[DATA FOR THIS EXERCISE — start]

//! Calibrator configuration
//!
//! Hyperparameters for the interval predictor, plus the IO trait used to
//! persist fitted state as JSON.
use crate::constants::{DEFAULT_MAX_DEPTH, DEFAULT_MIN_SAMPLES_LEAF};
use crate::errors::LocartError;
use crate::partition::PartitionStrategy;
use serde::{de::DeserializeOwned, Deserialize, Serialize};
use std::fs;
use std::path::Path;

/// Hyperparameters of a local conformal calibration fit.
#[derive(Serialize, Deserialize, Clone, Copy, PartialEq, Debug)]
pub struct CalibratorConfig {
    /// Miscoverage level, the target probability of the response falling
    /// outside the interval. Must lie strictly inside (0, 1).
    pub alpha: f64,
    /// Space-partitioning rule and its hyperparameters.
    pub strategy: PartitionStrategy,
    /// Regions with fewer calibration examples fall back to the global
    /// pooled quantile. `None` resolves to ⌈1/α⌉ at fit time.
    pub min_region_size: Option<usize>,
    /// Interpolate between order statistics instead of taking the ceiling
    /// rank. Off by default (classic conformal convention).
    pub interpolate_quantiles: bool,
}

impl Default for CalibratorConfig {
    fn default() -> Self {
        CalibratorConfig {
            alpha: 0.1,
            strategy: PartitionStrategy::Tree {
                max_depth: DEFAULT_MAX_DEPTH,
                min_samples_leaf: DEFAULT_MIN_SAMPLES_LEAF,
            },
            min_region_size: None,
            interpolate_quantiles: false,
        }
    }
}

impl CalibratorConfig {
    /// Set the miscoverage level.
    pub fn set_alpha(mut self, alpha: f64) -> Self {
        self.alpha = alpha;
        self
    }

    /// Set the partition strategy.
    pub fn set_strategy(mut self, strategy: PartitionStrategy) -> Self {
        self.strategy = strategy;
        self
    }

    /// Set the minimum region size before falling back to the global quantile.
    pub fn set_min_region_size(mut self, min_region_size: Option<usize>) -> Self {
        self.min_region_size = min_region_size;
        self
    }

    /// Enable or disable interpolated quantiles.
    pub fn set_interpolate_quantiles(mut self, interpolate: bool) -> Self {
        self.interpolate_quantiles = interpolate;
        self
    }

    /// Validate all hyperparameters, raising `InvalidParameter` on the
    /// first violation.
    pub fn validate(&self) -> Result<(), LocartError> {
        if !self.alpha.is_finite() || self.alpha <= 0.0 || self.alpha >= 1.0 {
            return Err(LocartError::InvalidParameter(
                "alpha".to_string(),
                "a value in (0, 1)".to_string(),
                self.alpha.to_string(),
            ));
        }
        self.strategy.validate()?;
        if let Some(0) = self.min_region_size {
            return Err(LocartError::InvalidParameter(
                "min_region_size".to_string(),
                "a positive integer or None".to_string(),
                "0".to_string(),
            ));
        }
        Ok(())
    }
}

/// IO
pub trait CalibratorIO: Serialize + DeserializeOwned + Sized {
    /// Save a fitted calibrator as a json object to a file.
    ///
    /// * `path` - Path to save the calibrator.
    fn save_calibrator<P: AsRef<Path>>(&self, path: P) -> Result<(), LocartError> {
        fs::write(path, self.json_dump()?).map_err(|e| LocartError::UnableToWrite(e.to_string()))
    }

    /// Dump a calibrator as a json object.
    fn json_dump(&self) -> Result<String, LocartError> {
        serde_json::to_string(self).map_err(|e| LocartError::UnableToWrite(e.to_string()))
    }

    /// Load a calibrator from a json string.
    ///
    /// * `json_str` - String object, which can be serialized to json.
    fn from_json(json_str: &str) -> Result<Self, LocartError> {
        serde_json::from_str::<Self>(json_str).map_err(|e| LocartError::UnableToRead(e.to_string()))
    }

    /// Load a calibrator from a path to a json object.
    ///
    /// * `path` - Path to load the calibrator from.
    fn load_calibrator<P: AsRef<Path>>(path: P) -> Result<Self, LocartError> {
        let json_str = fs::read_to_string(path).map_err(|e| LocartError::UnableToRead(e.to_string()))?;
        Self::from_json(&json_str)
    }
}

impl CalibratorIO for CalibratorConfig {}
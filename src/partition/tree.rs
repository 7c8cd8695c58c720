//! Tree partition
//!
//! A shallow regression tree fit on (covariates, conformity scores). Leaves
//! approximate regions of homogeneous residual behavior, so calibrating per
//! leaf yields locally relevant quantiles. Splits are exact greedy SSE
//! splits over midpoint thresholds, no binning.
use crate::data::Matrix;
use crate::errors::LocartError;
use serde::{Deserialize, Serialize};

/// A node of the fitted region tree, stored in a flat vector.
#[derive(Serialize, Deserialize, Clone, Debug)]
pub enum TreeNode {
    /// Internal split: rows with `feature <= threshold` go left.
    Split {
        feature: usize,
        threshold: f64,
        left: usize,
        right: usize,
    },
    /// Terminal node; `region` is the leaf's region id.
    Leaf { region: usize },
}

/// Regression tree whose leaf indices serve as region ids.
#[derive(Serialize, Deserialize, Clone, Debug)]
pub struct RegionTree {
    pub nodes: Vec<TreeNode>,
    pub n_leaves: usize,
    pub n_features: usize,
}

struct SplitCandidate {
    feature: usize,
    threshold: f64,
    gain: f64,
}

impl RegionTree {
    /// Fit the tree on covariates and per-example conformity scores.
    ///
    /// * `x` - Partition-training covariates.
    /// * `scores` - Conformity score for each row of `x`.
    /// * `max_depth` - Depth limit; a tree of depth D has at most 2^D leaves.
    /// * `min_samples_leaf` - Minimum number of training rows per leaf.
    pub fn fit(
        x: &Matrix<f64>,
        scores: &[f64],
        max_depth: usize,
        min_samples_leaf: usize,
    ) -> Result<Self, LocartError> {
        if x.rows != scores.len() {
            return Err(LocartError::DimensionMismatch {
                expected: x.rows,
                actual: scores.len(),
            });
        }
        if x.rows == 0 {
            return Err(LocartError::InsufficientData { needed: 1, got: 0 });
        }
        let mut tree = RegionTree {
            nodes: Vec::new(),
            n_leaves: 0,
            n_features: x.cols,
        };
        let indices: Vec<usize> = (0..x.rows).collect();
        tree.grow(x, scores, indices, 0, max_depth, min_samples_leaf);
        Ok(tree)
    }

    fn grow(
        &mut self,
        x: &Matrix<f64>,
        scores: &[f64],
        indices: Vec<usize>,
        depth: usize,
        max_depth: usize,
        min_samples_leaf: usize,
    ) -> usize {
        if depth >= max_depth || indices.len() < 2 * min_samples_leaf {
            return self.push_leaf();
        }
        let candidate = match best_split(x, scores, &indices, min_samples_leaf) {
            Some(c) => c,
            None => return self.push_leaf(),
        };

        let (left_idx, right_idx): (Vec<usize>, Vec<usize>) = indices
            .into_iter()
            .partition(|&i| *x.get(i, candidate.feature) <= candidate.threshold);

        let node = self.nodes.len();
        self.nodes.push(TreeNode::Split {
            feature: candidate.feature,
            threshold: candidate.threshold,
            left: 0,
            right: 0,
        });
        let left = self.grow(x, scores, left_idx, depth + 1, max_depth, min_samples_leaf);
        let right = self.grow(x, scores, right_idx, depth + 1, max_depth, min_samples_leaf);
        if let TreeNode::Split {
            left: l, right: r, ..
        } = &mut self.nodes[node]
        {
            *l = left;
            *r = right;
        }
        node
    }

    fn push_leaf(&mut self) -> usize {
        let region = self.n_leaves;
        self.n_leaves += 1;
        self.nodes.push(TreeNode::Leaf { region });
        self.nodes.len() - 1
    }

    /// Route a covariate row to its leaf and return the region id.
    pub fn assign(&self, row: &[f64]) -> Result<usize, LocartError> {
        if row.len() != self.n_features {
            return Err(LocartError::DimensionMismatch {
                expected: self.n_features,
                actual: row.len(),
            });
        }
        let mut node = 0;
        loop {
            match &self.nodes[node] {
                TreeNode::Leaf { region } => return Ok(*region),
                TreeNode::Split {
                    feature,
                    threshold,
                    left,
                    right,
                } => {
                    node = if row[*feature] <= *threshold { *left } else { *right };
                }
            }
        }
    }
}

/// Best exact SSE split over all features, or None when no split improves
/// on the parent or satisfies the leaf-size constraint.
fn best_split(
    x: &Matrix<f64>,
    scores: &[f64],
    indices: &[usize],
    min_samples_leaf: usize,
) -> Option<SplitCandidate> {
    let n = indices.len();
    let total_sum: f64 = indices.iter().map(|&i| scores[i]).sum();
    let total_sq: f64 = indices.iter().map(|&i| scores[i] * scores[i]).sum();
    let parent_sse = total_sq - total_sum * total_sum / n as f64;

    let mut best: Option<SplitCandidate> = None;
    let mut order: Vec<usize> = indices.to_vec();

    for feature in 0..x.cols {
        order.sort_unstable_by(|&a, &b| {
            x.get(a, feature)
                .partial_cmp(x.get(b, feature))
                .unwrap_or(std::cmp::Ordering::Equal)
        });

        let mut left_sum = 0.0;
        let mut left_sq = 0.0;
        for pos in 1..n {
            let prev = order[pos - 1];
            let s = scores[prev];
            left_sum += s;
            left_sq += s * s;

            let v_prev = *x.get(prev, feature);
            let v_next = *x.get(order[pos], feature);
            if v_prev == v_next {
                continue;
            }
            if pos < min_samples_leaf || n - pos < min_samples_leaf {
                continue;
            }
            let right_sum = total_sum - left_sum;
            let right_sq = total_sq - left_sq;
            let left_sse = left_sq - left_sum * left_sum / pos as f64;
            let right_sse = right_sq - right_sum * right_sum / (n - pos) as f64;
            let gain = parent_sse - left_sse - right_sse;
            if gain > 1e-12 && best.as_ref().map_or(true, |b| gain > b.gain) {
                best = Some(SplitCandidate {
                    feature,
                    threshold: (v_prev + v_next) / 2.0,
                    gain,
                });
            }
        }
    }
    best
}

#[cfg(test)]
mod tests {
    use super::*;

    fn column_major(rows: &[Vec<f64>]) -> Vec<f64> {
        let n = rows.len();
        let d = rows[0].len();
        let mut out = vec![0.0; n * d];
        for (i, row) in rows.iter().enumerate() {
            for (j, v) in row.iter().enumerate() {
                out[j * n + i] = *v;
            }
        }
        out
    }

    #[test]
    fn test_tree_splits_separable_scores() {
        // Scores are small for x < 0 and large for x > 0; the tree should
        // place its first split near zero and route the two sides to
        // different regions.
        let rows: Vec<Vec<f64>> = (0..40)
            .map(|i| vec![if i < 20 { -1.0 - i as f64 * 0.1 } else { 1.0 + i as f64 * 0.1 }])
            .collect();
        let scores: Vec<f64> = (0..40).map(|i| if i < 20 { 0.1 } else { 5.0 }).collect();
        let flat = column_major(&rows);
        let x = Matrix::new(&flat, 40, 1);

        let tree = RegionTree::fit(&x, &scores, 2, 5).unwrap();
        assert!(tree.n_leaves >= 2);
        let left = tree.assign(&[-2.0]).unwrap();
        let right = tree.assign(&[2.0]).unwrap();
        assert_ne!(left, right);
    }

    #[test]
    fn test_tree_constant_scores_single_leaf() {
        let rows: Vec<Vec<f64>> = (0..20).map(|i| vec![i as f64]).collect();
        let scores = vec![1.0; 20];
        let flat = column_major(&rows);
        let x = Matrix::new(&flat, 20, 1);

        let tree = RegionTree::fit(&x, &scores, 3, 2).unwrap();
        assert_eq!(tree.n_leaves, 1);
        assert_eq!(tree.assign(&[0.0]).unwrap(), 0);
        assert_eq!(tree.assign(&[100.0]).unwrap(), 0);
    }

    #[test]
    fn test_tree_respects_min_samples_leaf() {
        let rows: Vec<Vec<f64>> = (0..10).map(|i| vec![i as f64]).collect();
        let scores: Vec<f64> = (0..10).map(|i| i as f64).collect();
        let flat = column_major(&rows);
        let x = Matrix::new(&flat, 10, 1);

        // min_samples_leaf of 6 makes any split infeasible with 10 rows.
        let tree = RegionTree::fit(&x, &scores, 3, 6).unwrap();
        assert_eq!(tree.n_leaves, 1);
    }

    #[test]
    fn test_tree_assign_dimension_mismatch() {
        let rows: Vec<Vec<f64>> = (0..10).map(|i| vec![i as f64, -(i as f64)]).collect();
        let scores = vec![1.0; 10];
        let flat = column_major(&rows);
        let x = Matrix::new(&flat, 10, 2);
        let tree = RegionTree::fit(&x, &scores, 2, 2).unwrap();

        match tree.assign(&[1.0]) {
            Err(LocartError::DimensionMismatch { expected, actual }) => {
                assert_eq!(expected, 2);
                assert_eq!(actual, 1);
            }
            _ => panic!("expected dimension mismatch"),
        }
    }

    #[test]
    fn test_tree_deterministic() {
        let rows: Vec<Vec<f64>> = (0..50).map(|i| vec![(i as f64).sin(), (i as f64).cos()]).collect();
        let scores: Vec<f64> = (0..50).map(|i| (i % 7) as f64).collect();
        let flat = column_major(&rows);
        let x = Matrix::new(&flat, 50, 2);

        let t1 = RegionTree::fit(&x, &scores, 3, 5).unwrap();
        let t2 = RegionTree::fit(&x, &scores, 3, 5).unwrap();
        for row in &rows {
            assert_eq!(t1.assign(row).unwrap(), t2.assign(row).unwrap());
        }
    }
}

[DATA FOR THIS EXERCISE — finish]

### [THE TASK]
In the records above, count the lines holding the word "gain"; give only that number.

### [EXERCISE OUTPUT]
4